*EXERCISE BRIEF*
Please output exactly the part of the records below that opens with the line containing "Awaits the next" and closes with the line containing "async fn subscribe(&self, subject: &str)", both lines included, and nothing else.

*DATA FOR THIS EXERCISE*
//! Per-line-item per-minute planned budget, derived once from the snapshot
//! and thereafter read-only (until the next `Load`/`load_from`).

use crate::error::Result;
use crate::ids::LineItemId;
use crate::snapshot::{load_snapshot, Record};
use crate::time_slot::TIME_SLOTS;
use arc_swap::ArcSwap;
use std::collections::HashMap;
use std::path::Path;
use std::sync::Arc;

/// Builds an "as even as possible" distribution of `val` across
/// [`TIME_SLOTS`] slots: every slot is `floor(val / TIME_SLOTS)` or one more,
/// with the higher-valued slots at the front, in a count equal to
/// `val mod TIME_SLOTS`. Non-positive values collapse to all-zero.
pub fn even_distribution(val: i64) -> Vec<i64> {
    let mut dist = vec![0i64; TIME_SLOTS];
    if val <= 0 {
        return dist;
    }
    let base = val / TIME_SLOTS as i64;
    let remainder = (val % TIME_SLOTS as i64) as usize;
    for (i, slot) in dist.iter_mut().enumerate() {
        *slot = base + if i < remainder { 1 } else { 0 };
    }
    dist
}

/// Per-line-item per-minute planned budget, swapped in atomically on load so
/// that `get_all` readers never observe a partially-loaded snapshot and never
/// block behind a file read (staged-then-swapped, per the design note on
/// hot-reload safety).
pub struct PlannedSpend {
    inner: ArcSwap<HashMap<LineItemId, Vec<i64>>>,
}

impl PlannedSpend {
    pub fn new() -> Self {
        Self {
            inner: ArcSwap::from_pointee(HashMap::new()),
        }
    }

    /// Loads a snapshot file, replacing the current distribution set
    /// atomically. On failure the store is left exactly as it was before the
    /// call (the new map is built entirely in memory before being swapped in).
    pub fn load(&self, path: impl AsRef<Path>) -> Result<()> {
        let records = load_snapshot(path)?;
        self.load_records(&records);
        Ok(())
    }

    /// Builds the distribution map from already-decoded records and swaps it
    /// in. Duplicate `LineItemId`s: last write wins.
    pub fn load_records(&self, records: &[Record]) {
        let mut staged = HashMap::with_capacity(records.len());
        for record in records {
            staged.insert(record.line_item_id, even_distribution(record.daily_budget));
        }
        self.inner.store(Arc::new(staged));
    }

    /// Returns an independent copy of each line item's budget for `slot`.
    pub fn get_all(&self, slot: usize) -> HashMap<LineItemId, i64> {
        let snapshot = self.inner.load();
        snapshot
            .iter()
            .map(|(id, dist)| (*id, dist[slot]))
            .collect()
    }
}

impl Default for PlannedSpend {
    fn default() -> Self {
        Self::new()
    }
}
//! The message-broker abstraction: an untyped publish/subscribe transport
//! with subject-addressable delivery and request-response-style private
//! inboxes. Treated as an external collaborator (spec §1) — this module
//! only specifies and implements the interface, not a real broker.

mod in_memory;
#[cfg(feature = "broker-nats")]
mod nats;

pub use in_memory::InMemoryBroker;
#[cfg(feature = "broker-nats")]
pub use nats::NatsBroker;

use crate::error::Result;
use async_trait::async_trait;

/// A live subscription to a subject. Dropping it (or calling
/// [`BrokerSubscription::unsubscribe`]) stops further delivery.
#[async_trait]
pub trait BrokerSubscription: Send {
    /// Awaits the next message payload, or `None` once unsubscribed.
    async fn next(&mut self) -> Option<Vec<u8>>;

    /// Explicitly unsubscribes. Idempotent.
    async fn unsubscribe(&mut self) -> Result<()>;
}

/// Connection-oriented pub/sub broker contract (spec §6).
#[async_trait]
pub trait Broker: Send + Sync {
    /// Whether the underlying connection is currently usable.
    fn is_connected(&self) -> bool;

    /// Best-effort publish. `async` so callers that must preserve
    /// per-subject publish order (the dispatcher's per-consumer tick order)
    /// can simply `.await` each call in sequence instead of racing detached
    /// tasks against each other.
    async fn publish(&self, subject: &str, payload: Vec<u8>);

    /// Subscribes to `subject`, delivering messages until unsubscribed.
    async fn subscribe(&self, subject: &str) -> Result<Box<dyn BrokerSubscription>>;

    /// Generates a unique private subject (a per-consumer inbox).
    fn new_inbox(&self) -> String;
}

*RESULT*
    /// Awaits the next message payload, or `None` once unsubscribed.
    async fn next(&mut self) -> Option<Vec<u8>>;

    /// Explicitly unsubscribes. Idempotent.
    async fn unsubscribe(&mut self) -> Result<()>;
}

/// Connection-oriented pub/sub broker contract (spec §6).
#[async_trait]
pub trait Broker: Send + Sync {
    /// Whether the underlying connection is currently usable.
    fn is_connected(&self) -> bool;

    /// Best-effort publish. `async` so callers that must preserve
    /// per-subject publish order (the dispatcher's per-consumer tick order)
    /// can simply `.await` each call in sequence instead of racing detached
    /// tasks against each other.
    async fn publish(&self, subject: &str, payload: Vec<u8>);

    /// Subscribes to `subject`, delivering messages until unsubscribed.
    async fn subscribe(&self, subject: &str) -> Result<Box<dyn BrokerSubscription>>;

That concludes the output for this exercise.